▶ [TASK]:
Your response must consist of one number: how many lines in this material contain the word "FileNotFound".

====

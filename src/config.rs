use std::env;
use std::path::PathBuf;
use std::str::FromStr;

use thiserror::Error;
use url::Url;

use crate::domain::value_objects::ChunkMode;

#[derive(Debug, Error, PartialEq)]
pub enum ConfigError {
    #[error("{0} must be set")]
    Missing(&'static str),
    #[error("{key}='{value}' is invalid: {reason}")]
    Invalid {
        key: &'static str,
        value: String,
        reason: String,
    },
}

#[derive(Debug, Clone, Copy, PartialEq, Eq)]
pub enum StorageBackend {
    Postgres,
    Memory,
}

#[derive(Debug, Clone)]
pub struct ServerConfig {
    pub host: String,
    pub port: u16,
    pub max_upload_bytes: usize,
}

impl ServerConfig {
    pub fn bind_address(&self) -> String {
        format!("{}:{}", self.host, self.port)
    }
}

#[derive(Debug, Clone)]
pub struct StorageConfig {
    pub backend: StorageBackend,
    pub database_url: Option<String>,
    pub upload_dir: PathBuf,
}

#[derive(Debug, Clone)]
pub struct EmbeddingConfig {
    pub service_url: Url,
    pub model: String,
    pub dimension: usize,
    pub batch_size: usize,
    pub max_retries: u32,
    pub timeout_secs: u64,
}

#[derive(Debug, Clone)]
pub struct InferenceConfig {
    pub base_url: Url,
    pub model: String,
    pub timeout_secs: u64,
}

#[derive(Debug, Clone, Copy)]
pub struct ChunkingConfig {
    pub size: usize,
    pub overlap: usize,
}

#[derive(Debug, Clone, Copy)]
pub struct RetrievalConfig {
    pub default_top_k: usize,
    pub max_top_k: usize,
}

/// Settings read once at startup and shared, read-only, by every component.
#[derive(Debug, Clone)]
pub struct AppConfig {
    pub server: ServerConfig,
    pub storage: StorageConfig,
    pub embedding: EmbeddingConfig,
    pub inference: InferenceConfig,
    pub chunking: ChunkingConfig,
    pub retrieval: RetrievalConfig,
}

impl AppConfig {
    pub fn from_env() -> Result<Self, ConfigError> {
        Self::from_lookup(|key| env::var(key).ok())
    }

    /// Builds the configuration from any key lookup; unset or blank keys
    /// take their defaults.
    pub fn from_lookup<F>(lookup: F) -> Result<Self, ConfigError>
    where
        F: Fn(&str) -> Option<String>,
    {
        let vars = Vars(lookup);

        let backend = match vars.string("STORAGE_BACKEND", "postgres").to_lowercase().as_str() {
            "postgres" | "postgresql" => StorageBackend::Postgres,
            "memory" => StorageBackend::Memory,
            other => {
                return Err(ConfigError::Invalid {
                    key: "STORAGE_BACKEND",
                    value: other.to_string(),
                    reason: "expected 'postgres' or 'memory'".to_string(),
                });
            }
        };
        let database_url = vars.optional("DATABASE_URL");
        if backend == StorageBackend::Postgres && database_url.is_none() {
            return Err(ConfigError::Missing("DATABASE_URL"));
        }

        let config = AppConfig {
            server: ServerConfig {
                host: vars.string("HOST", "0.0.0.0"),
                port: vars.parse("PORT", 8000)?,
                max_upload_bytes: vars.parse("MAX_UPLOAD_BYTES", 10 * 1024 * 1024)?,
            },
            storage: StorageConfig {
                backend,
                database_url,
                upload_dir: PathBuf::from(vars.string("UPLOAD_DIR", "./data/documents")),
            },
            embedding: EmbeddingConfig {
                service_url: vars.url("EMBEDDING_SERVICE_URL", "http://localhost:11434")?,
                model: vars.string("EMBEDDING_MODEL", "all-minilm"),
                dimension: vars.parse("EMBEDDING_DIMENSION", 384)?,
                batch_size: vars.parse("EMBEDDING_BATCH_SIZE", 16)?,
                max_retries: vars.parse("EMBEDDING_MAX_RETRIES", 3)?,
                timeout_secs: vars.parse("EMBEDDING_TIMEOUT_SECS", 30)?,
            },
            inference: InferenceConfig {
                base_url: vars.url("OLLAMA_BASE_URL", "http://localhost:11434")?,
                model: vars.string("OLLAMA_MODEL", "qwen2.5:7b"),
                timeout_secs: vars.parse("LLM_TIMEOUT_SECS", 60)?,
            },
            chunking: ChunkingConfig {
                size: vars.parse("CHUNK_SIZE", 500)?,
                overlap: vars.parse("CHUNK_OVERLAP", 50)?,
            },
            retrieval: RetrievalConfig {
                default_top_k: vars.parse("TOP_K", 3)?,
                max_top_k: vars.parse("MAX_TOP_K", 10)?,
            },
        };

        config.validate()?;
        Ok(config)
    }

    fn validate(&self) -> Result<(), ConfigError> {
        ChunkMode::chunked(self.chunking.size, self.chunking.overlap).map_err(|reason| {
            ConfigError::Invalid {
                key: "CHUNK_OVERLAP",
                value: self.chunking.overlap.to_string(),
                reason,
            }
        })?;

        let positive = [
            ("EMBEDDING_DIMENSION", self.embedding.dimension),
            ("EMBEDDING_BATCH_SIZE", self.embedding.batch_size),
            ("MAX_UPLOAD_BYTES", self.server.max_upload_bytes),
            ("TOP_K", self.retrieval.default_top_k),
            ("MAX_TOP_K", self.retrieval.max_top_k),
        ];
        for (key, value) in positive {
            if value == 0 {
                return Err(ConfigError::Invalid {
                    key,
                    value: value.to_string(),
                    reason: "must be greater than zero".to_string(),
                });
            }
        }

        if self.retrieval.default_top_k > self.retrieval.max_top_k {
            return Err(ConfigError::Invalid {
                key: "TOP_K",
                value: self.retrieval.default_top_k.to_string(),
                reason: format!("must not exceed MAX_TOP_K ({})", self.retrieval.max_top_k),
            });
        }

        Ok(())
    }
}

struct Vars<F>(F);

impl<F> Vars<F>
where
    F: Fn(&str) -> Option<String>,
{
    fn optional(&self, key: &str) -> Option<String> {
        (self.0)(key)
            .map(|value| value.trim().to_string())
            .filter(|value| !value.is_empty())
    }

    fn string(&self, key: &str, default: &str) -> String {
        self.optional(key).unwrap_or_else(|| default.to_string())
    }

    fn parse<T>(&self, key: &'static str, default: T) -> Result<T, ConfigError>
    where
        T: FromStr,
        T::Err: std::fmt::Display,
    {
        match self.optional(key) {
            None => Ok(default),
            Some(value) => value.parse().map_err(|e: T::Err| ConfigError::Invalid {
                key,
                reason: e.to_string(),
                value,
            }),
        }
    }

    fn url(&self, key: &'static str, default: &str) -> Result<Url, ConfigError> {
        let value = self.string(key, default);
        Url::parse(&value).map_err(|e| ConfigError::Invalid {
            key,
            reason: e.to_string(),
            value,
        })
    }
}

#[cfg(test)]
mod tests {
    use super::*;
    use std::collections::HashMap;

    fn config_from(pairs: &[(&str, &str)]) -> Result<AppConfig, ConfigError> {
        let vars: HashMap<String, String> = pairs
            .iter()
            .map(|(k, v)| (k.to_string(), v.to_string()))
            .collect();
        AppConfig::from_lookup(|key| vars.get(key).cloned())
    }

    #[test]
    fn test_defaults() {
        let config = config_from(&[("STORAGE_BACKEND", "memory")]).unwrap();

        assert_eq!(config.server.bind_address(), "0.0.0.0:8000");
        assert_eq!(config.storage.backend, StorageBackend::Memory);
        assert_eq!(config.embedding.model, "all-minilm");
        assert_eq!(config.embedding.dimension, 384);
        assert_eq!(config.inference.model, "qwen2.5:7b");
        assert_eq!(config.inference.timeout_secs, 60);
        assert_eq!(config.chunking.size, 500);
        assert_eq!(config.chunking.overlap, 50);
        assert_eq!(config.retrieval.default_top_k, 3);
        assert_eq!(config.retrieval.max_top_k, 10);
        assert_eq!(config.server.max_upload_bytes, 10_485_760);
    }

    #[test]
    fn test_postgres_requires_database_url() {
        assert_eq!(config_from(&[]).unwrap_err(), ConfigError::Missing("DATABASE_URL"));

        let config = config_from(&[("DATABASE_URL", "postgres://localhost/kb")]).unwrap();
        assert_eq!(config.storage.backend, StorageBackend::Postgres);
    }

    #[test]
    fn test_rejects_invalid_values() {
        let bad = [
            [("CHUNK_SIZE", "100"), ("CHUNK_OVERLAP", "100")],
            [("PORT", "eighty"), ("TOP_K", "3")],
            [("TOP_K", "11"), ("MAX_TOP_K", "10")],
            [("EMBEDDING_DIMENSION", "0"), ("TOP_K", "3")],
            [("OLLAMA_BASE_URL", "not a url"), ("TOP_K", "3")],
        ];

        for pairs in bad {
            let mut pairs = pairs.to_vec();
            pairs.push(("STORAGE_BACKEND", "memory"));
            assert!(
                matches!(config_from(&pairs), Err(ConfigError::Invalid { .. })),
                "{:?} should be rejected",
                pairs
            );
        }
    }

    #[test]
    fn test_blank_values_fall_back_to_defaults() {
        let config = config_from(&[("STORAGE_BACKEND", "memory"), ("PORT", "  ")]).unwrap();
        assert_eq!(config.server.port, 8000);
    }
}
use async_trait::async_trait;
use std::io::ErrorKind;
use std::path::{Path, PathBuf};
use tokio::fs;
use uuid::Uuid;

use crate::application::ports::file_storage::{FileStorage, FileStorageError, StoredFile};

/// Keeps original uploads on local disk as `<document_id>.<ext>`.
pub struct LocalFileStorage {
    base_path: PathBuf,
}

impl LocalFileStorage {
    pub fn new(base_path: PathBuf) -> Self {
        Self { base_path }
    }

    pub async fn ensure_directory_exists(&self) -> Result<(), FileStorageError> {
        fs::create_dir_all(&self.base_path)
            .await
            .map_err(|e| FileStorageError::IoError(e.to_string()))
    }

    fn get_file_path(&self, file_id: Uuid, extension: &str) -> PathBuf {
        self.base_path.join(format!("{}.{}", file_id, extension))
    }

    /// Only paths inside the upload directory are ever read or removed.
    fn resolve(&self, path: &str) -> Result<PathBuf, FileStorageError> {
        let candidate = PathBuf::from(path);
        let file_name = candidate
            .file_name()
            .ok_or_else(|| FileStorageError::InvalidPath(path.to_string()))?;

        let resolved = self.base_path.join(file_name);
        if candidate != resolved && candidate != Path::new(file_name) {
            return Err(FileStorageError::InvalidPath(path.to_string()));
        }
        Ok(resolved)
    }
}

#[async_trait]
impl FileStorage for LocalFileStorage {
    async fn store_file(
        &self,
        file_id: Uuid,
        extension: &str,
        data: &[u8],
    ) -> Result<StoredFile, FileStorageError> {
        if extension.is_empty() || !extension.chars().all(|c| c.is_ascii_alphanumeric()) {
            return Err(FileStorageError::InvalidPath(format!(
                "invalid extension '{}'",
                extension
            )));
        }

        self.ensure_directory_exists().await?;

        let file_path = self.get_file_path(file_id, extension);

        fs::write(&file_path, data)
            .await
            .map_err(|e| FileStorageError::IoError(e.to_string()))?;

        Ok(StoredFile {
            id: file_id,
            path: file_path.to_string_lossy().to_string(),
            size: data.len() as u64,
        })
    }

    async fn retrieve_file(&self, path: &str) -> Result<Vec<u8>, FileStorageError> {
        let file_path = self.resolve(path)?;

        fs::read(&file_path).await.map_err(|e| match e.kind() {
            ErrorKind::NotFound => FileStorageError::FileNotFound(path.to_string()),
            _ => FileStorageError::IoError(e.to_string()),
        })
    }

    async fn delete_file(&self, path: &str) -> Result<bool, FileStorageError> {
        let file_path = self.resolve(path)?;

        match fs::remove_file(&file_path).await {
            Ok(()) => Ok(true),
            Err(e) if e.kind() == ErrorKind::NotFound => Ok(false),
            Err(e) => Err(FileStorageError::IoError(e.to_string())),
        }
    }

    async fn file_exists(&self, path: &str) -> Result<bool, FileStorageError> {
        let file_path = self.resolve(path)?;
        fs::try_exists(&file_path)
            .await
            .map_err(|e| FileStorageError::IoError(e.to_string()))
    }
}

#[cfg(test)]
mod tests {
    use super::*;
    use tempfile::TempDir;

    #[tokio::test]
    async fn test_store_names_file_after_document() {
        let dir = TempDir::new().unwrap();
        let storage = LocalFileStorage::new(dir.path().join("uploads"));
        let id = Uuid::new_v4();

        let stored = storage.store_file(id, "txt", b"hello").await.unwrap();

        assert_eq!(stored.size, 5);
        assert!(stored.path.ends_with(&format!("{}.txt", id)));
        assert_eq!(storage.retrieve_file(&stored.path).await.unwrap(), b"hello");
        assert!(storage.file_exists(&stored.path).await.unwrap());
    }

    #[tokio::test]
    async fn test_delete_is_idempotent() {
        let dir = TempDir::new().unwrap();
        let storage = LocalFileStorage::new(dir.path().to_path_buf());
        let stored = storage
            .store_file(Uuid::new_v4(), "pdf", b"%PDF")
            .await
            .unwrap();

        assert!(storage.delete_file(&stored.path).await.unwrap());
        assert!(!storage.delete_file(&stored.path).await.unwrap());
        assert!(matches!(
            storage.retrieve_file(&stored.path).await,
            Err(FileStorageError::FileNotFound(_))
        ));
    }

    #[tokio::test]
    async fn test_refuses_paths_outside_base() {
        let dir = TempDir::new().unwrap();
        let storage = LocalFileStorage::new(dir.path().join("uploads"));

        assert!(matches!(
            storage.delete_file("/etc/passwd").await,
            Err(FileStorageError::InvalidPath(_))
        ));
        assert!(matches!(
            storage.store_file(Uuid::new_v4(), "../x", b"").await,
            Err(FileStorageError::InvalidPath(_))
        ));
    }
}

====

▶ [TASK OUTPUT]:
2